**Work request:** The entries below need to be transcribed verbatim.

Content starts

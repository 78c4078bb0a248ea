//! Error types for the question-answering pipeline

use axum::{
    http::StatusCode,
    response::{IntoResponse, Response},
    Json,
};
use serde_json::json;
use thiserror::Error;

/// Result type alias for pipeline operations
pub type Result<T> = std::result::Result<T, Error>;

/// Pipeline errors
#[derive(Debug, Error)]
pub enum Error {
    /// Configuration error
    #[error("Configuration error: {0}")]
    Config(String),

    /// Unreadable or corrupt PDF
    #[error("Failed to parse '{source_name}': {message}")]
    Parse { source_name: String, message: String },

    /// Internal mismatch between chunks, vectors or dimensions
    #[error("Validation error: {0}")]
    Validation(String),

    /// Embedding or generation backend unreachable or failing
    #[error("Service error: {0}")]
    Service(String),

    /// Malformed request from the caller
    #[error("Invalid input: {0}")]
    InvalidInput(String),

    /// IO error
    #[error("IO error: {0}")]
    Io(#[from] std::io::Error),

    /// JSON error
    #[error("JSON error: {0}")]
    Json(#[from] serde_json::Error),

    /// Internal error
    #[error("Internal error: {0}")]
    Internal(String),
}

impl Error {
    /// Create a parse error for a named source
    pub fn parse(source_name: impl Into<String>, message: impl Into<String>) -> Self {
        Self::Parse {
            source_name: source_name.into(),
            message: message.into(),
        }
    }

    /// Create a validation error
    pub fn validation(message: impl Into<String>) -> Self {
        Self::Validation(message.into())
    }

    /// Create a service error
    pub fn service(message: impl Into<String>) -> Self {
        Self::Service(message.into())
    }

    /// Create an internal error
    pub fn internal(message: impl Into<String>) -> Self {
        Self::Internal(message.into())
    }

    /// Whether retrying the same request may succeed
    pub fn is_retryable(&self) -> bool {
        matches!(self, Error::Service(_))
    }

    /// Short machine-readable kind, used in reports and error bodies
    pub fn kind(&self) -> &'static str {
        match self {
            Error::Config(_) => "config_error",
            Error::Parse { .. } => "parse_error",
            Error::Validation(_) => "validation_error",
            Error::Service(_) => "service_error",
            Error::InvalidInput(_) => "invalid_input",
            Error::Io(_) => "io_error",
            Error::Json(_) => "json_error",
            Error::Internal(_) => "internal_error",
        }
    }

    fn status_code(&self) -> StatusCode {
        match self {
            Error::Parse { .. } | Error::InvalidInput(_) | Error::Json(_) => {
                StatusCode::BAD_REQUEST
            }
            Error::Validation(_) => StatusCode::UNPROCESSABLE_ENTITY,
            Error::Service(_) => StatusCode::SERVICE_UNAVAILABLE,
            Error::Config(_) | Error::Io(_) | Error::Internal(_) => {
                StatusCode::INTERNAL_SERVER_ERROR
            }
        }
    }
}

impl From<reqwest::Error> for Error {
    fn from(err: reqwest::Error) -> Self {
        if err.is_timeout() {
            Error::Service(format!("request timed out: {}", err))
        } else {
            Error::Service(err.to_string())
        }
    }
}

impl From<toml::de::Error> for Error {
    fn from(err: toml::de::Error) -> Self {
        Error::Config(err.to_string())
    }
}

impl IntoResponse for Error {
    fn into_response(self) -> Response {
        let status = self.status_code();

        if status.is_server_error() {
            tracing::error!("{}", self);
        } else {
            tracing::warn!("{}", self);
        }

        let body = Json(json!({
            "error": {
                "type": self.kind(),
                "message": self.to_string(),
                "retryable": self.is_retryable(),
            }
        }));

        (status, body).into_response()
    }
}

#[cfg(test)]
mod tests {
    use super::*;

    #[test]
    fn test_status_codes() {
        assert_eq!(
            Error::parse("a.pdf", "bad").into_response().status(),
            StatusCode::BAD_REQUEST
        );
        assert_eq!(
            Error::validation("3 chunks, 2 vectors").into_response().status(),
            StatusCode::UNPROCESSABLE_ENTITY
        );
        assert_eq!(
            Error::service("down").into_response().status(),
            StatusCode::SERVICE_UNAVAILABLE
        );
    }

    #[test]
    fn test_only_service_errors_are_retryable() {
        assert!(Error::service("timeout").is_retryable());
        assert!(!Error::parse("a.pdf", "bad").is_retryable());
        assert!(!Error::validation("mismatch").is_retryable());
    }

    #[test]
    fn test_parse_error_names_source() {
        let err = Error::parse("report.pdf", "not a PDF file");
        assert_eq!(err.to_string(), "Failed to parse 'report.pdf': not a PDF file");
        assert_eq!(err.kind(), "parse_error");
    }
}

Content ends

**Answer to this task:**
repository 78c4078bb0a248ea
//! Error types for the question-answering pipeline

use axum::{
    http::StatusCode,
    response::{IntoResponse, Response},
    Json,
};
use serde_json::json;
use thiserror::Error;

/// Result type alias for pipeline operations
pub type Result<T> = std::result::Result<T, Error>;

/// Pipeline errors
#[derive(Debug, Error)]
pub enum Error {
    /// Configuration error
    #[error("Configuration error: {0}")]
    Config(String),

    /// Unreadable or corrupt PDF
    #[error("Failed to parse '{source_name}': {message}")]
    Parse { source_name: String, message: String },

    /// Internal mismatch between chunks, vectors or dimensions
    #[error("Validation error: {0}")]
    Validation(String),

    /// Embedding or generation backend unreachable or failing
    #[error("Service error: {0}")]
    Service(String),

    /// Malformed request from the caller
    #[error("Invalid input: {0}")]
    InvalidInput(String),

    /// IO error
    #[error("IO error: {0}")]
    Io(#[from] std::io::Error),

    /// JSON error
    #[error("JSON error: {0}")]
    Json(#[from] serde_json::Error),

    /// Internal error
    #[error("Internal error: {0}")]
    Internal(String),
}

impl Error {
    /// Create a parse error for a named source
    pub fn parse(source_name: impl Into<String>, message: impl Into<String>) -> Self {
        Self::Parse {
            source_name: source_name.into(),
            message: message.into(),
        }
    }

    /// Create a validation error
    pub fn validation(message: impl Into<String>) -> Self {
        Self::Validation(message.into())
    }

    /// Create a service error
    pub fn service(message: impl Into<String>) -> Self {
        Self::Service(message.into())
    }

    /// Create an internal error
    pub fn internal(message: impl Into<String>) -> Self {
        Self::Internal(message.into())
    }

    /// Whether retrying the same request may succeed
    pub fn is_retryable(&self) -> bool {
        matches!(self, Error::Service(_))
    }

    /// Short machine-readable kind, used in reports and error bodies
    pub fn kind(&self) -> &'static str {
        match self {
            Error::Config(_) => "config_error",
            Error::Parse { .. } => "parse_error",
            Error::Validation(_) => "validation_error",
            Error::Service(_) => "service_error",
            Error::InvalidInput(_) => "invalid_input",
            Error::Io(_) => "io_error",
            Error::Json(_) => "json_error",
            Error::Internal(_) => "internal_error",
        }
    }

    fn status_code(&self) -> StatusCode {
        match self {
            Error::Parse { .. } | Error::InvalidInput(_) | Error::Json(_) => {
                StatusCode::BAD_REQUEST
            }
            Error::Validation(_) => StatusCode::UNPROCESSABLE_ENTITY,
            Error::Service(_) => StatusCode::SERVICE_UNAVAILABLE,
            Error::Config(_) | Error::Io(_) | Error::Internal(_) => {
                StatusCode::INTERNAL_SERVER_ERROR
            }
        }
    }
}

impl From<reqwest::Error> for Error {
    fn from(err: reqwest::Error) -> Self {
        if err.is_timeout() {
            Error::Service(format!("request timed out: {}", err))
        } else {
            Error::Service(err.to_string())
        }
    }
}

impl From<toml::de::Error> for Error {
    fn from(err: toml::de::Error) -> Self {
        Error::Config(err.to_string())
    }
}

impl IntoResponse for Error {
    fn into_response(self) -> Response {
        let status = self.status_code();

        if status.is_server_error() {
            tracing::error!("{}", self);
        } else {
            tracing::warn!("{}", self);
        }

        let body = Json(json!({
            "error": {
                "type": self.kind(),
                "message": self.to_string(),
                "retryable": self.is_retryable(),
            }
        }));

        (status, body).into_response()
    }
}

#[cfg(test)]
mod tests {
    use super::*;

    #[test]
    fn test_status_codes() {
        assert_eq!(
            Error::parse("a.pdf", "bad").into_response().status(),
            StatusCode::BAD_REQUEST
        );
        assert_eq!(
            Error::validation("3 chunks, 2 vectors").into_response().status(),
            StatusCode::UNPROCESSABLE_ENTITY
        );
        assert_eq!(
            Error::service("down").into_response().status(),
            StatusCode::SERVICE_UNAVAILABLE
        );
    }

    #[test]
    fn test_only_service_errors_are_retryable() {
        assert!(Error::service("timeout").is_retryable());
        assert!(!Error::parse("a.pdf", "bad").is_retryable());
        assert!(!Error::validation("mismatch").is_retryable());
    }

    #[test]
    fn test_parse_error_names_source() {
        let err = Error::parse("report.pdf", "not a PDF file");
        assert_eq!(err.to_string(), "Failed to parse 'report.pdf': not a PDF file");
        assert_eq!(err.kind(), "parse_error");
    }
}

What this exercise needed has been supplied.